• [WHAT THIS TASK INVOLVES]:
In the data that follows, count each line with the string "Debug"; the reply is the number only.

Start of EXCERPTED RECORDS

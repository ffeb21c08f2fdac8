use std::collections::HashMap;

use async_trait::async_trait;
use meter_metrics::MetricSample;

use crate::file::SnapshotError;

/// An error returned by a [`MetricStore`].
#[derive(Debug, thiserror::Error)]
pub enum StoreError {
    /// Strict lookups only: some requested metrics do not exist.
    #[error("metrics not found: {}", .0.join(", "))]
    NotFound(Vec<String>),

    /// The database rejected a query or could not be reached.
    #[error("database operation failed")]
    Database(#[from] sqlx::Error),

    /// A row holds neither a counter nor a gauge value.
    #[error("stored row for metric `{0}` has no value")]
    CorruptRow(String),

    /// Reading or writing the snapshot file failed.
    #[error("snapshot operation failed")]
    Snapshot(#[from] SnapshotError),

    /// A batch was only partially applied.
    #[error("applied {applied} of {total} samples")]
    Partial {
        /// Number of samples applied before the failure.
        applied: usize,
        /// Number of samples in the batch.
        total: usize,
        /// The error that stopped the batch.
        #[source]
        source: Box<StoreError>,
    },
}

/// The result of [`MetricStore::get_many`].
#[derive(Clone, Debug, Default, PartialEq)]
pub struct Lookup {
    /// Samples that exist, in the order they were requested.
    pub found: Vec<MetricSample>,
    /// Requested names that do not exist, in the order they were requested.
    pub missing: Vec<String>,
}

impl Lookup {
    /// Splits the requested names into found and missing ones.
    pub(crate) fn from_entries(
        names: &[String],
        mut entries: HashMap<String, MetricSample>,
    ) -> Self {
        let mut lookup = Lookup::default();
        for name in names {
            match entries.remove(name) {
                Some(sample) => lookup.found.push(sample),
                None if lookup.found.iter().any(|s| s.name() == name) => {}
                None => lookup.missing.push(name.clone()),
            }
        }
        lookup
    }

    /// Returns the found samples, or [`StoreError::NotFound`] if any name is missing.
    pub fn into_strict(self) -> Result<Vec<MetricSample>, StoreError> {
        if self.missing.is_empty() {
            Ok(self.found)
        } else {
            Err(StoreError::NotFound(self.missing))
        }
    }
}

/// A key-value store of metric samples with merge semantics.
///
/// Implementations must be safe for any number of concurrent callers. A `set` followed by a
/// `get` of the same key from the same task observes the write. No atomicity across keys is
/// guaranteed.
#[async_trait]
pub trait MetricStore: Send + Sync {
    /// Merges the sample into the store and returns the resulting entry.
    async fn set(&self, sample: MetricSample) -> Result<MetricSample, StoreError>;

    /// Merges all samples in order and returns the resulting entries.
    ///
    /// Each sample is applied atomically, the batch as a whole is not. On failure, the samples
    /// before the failing one remain applied and [`StoreError::Partial`] reports how many.
    async fn set_many(&self, batch: Vec<MetricSample>) -> Result<Vec<MetricSample>, StoreError> {
        let total = batch.len();
        let mut stored = Vec::with_capacity(total);

        for sample in batch {
            match self.set(sample).await {
                Ok(sample) => stored.push(sample),
                Err(error) => {
                    return Err(StoreError::Partial {
                        applied: stored.len(),
                        total,
                        source: Box::new(error),
                    });
                }
            }
        }

        Ok(stored)
    }

    /// Returns the entry for `name`, if it exists.
    async fn get(&self, name: &str) -> Result<Option<MetricSample>, StoreError>;

    /// Looks up several entries at once.
    async fn get_many(&self, names: &[String]) -> Result<Lookup, StoreError>;

    /// Returns all entries in unspecified order.
    async fn get_all(&self) -> Result<Vec<MetricSample>, StoreError>;

    /// Returns `true` if the store can serve requests.
    async fn health(&self) -> bool;

    /// Returns `true` if every write is already durable.
    ///
    /// Durable stores are never snapshotted.
    fn is_durable(&self) -> bool {
        false
    }

    /// Writes the current contents to durable storage, if the backend has any.
    async fn persist(&self) -> Result<(), StoreError> {
        Ok(())
    }
}

#[cfg(test)]
mod tests {
    use super::*;

    fn names(list: &[&str]) -> Vec<String> {
        list.iter().map(|s| (*s).to_owned()).collect()
    }

    #[test]
    fn test_lookup_splits_found_and_missing() {
        let a = MetricSample::gauge("a", 1.0).unwrap();
        let c = MetricSample::counter("c", 3).unwrap();
        let entries = HashMap::from([("a".to_owned(), a.clone()), ("c".to_owned(), c.clone())]);

        let lookup = Lookup::from_entries(&names(&["c", "b", "a"]), entries);
        assert_eq!(lookup.found, vec![c, a]);
        assert_eq!(lookup.missing, names(&["b"]));
    }

    #[test]
    fn test_lookup_duplicate_names() {
        let a = MetricSample::gauge("a", 1.0).unwrap();
        let entries = HashMap::from([("a".to_owned(), a.clone())]);

        let lookup = Lookup::from_entries(&names(&["a", "a"]), entries);
        assert_eq!(lookup.found, vec![a]);
        assert!(lookup.missing.is_empty());
    }

    #[test]
    fn test_strict_lookup() {
        let lookup = Lookup {
            found: vec![],
            missing: names(&["x", "y"]),
        };
        let error = lookup.into_strict().unwrap_err();
        assert_eq!(error.to_string(), "metrics not found: x, y");

        assert_eq!(Lookup::default().into_strict().unwrap(), vec![]);
    }
}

End of EXCERPTED RECORDS

• [TASK SOLUTION]:
2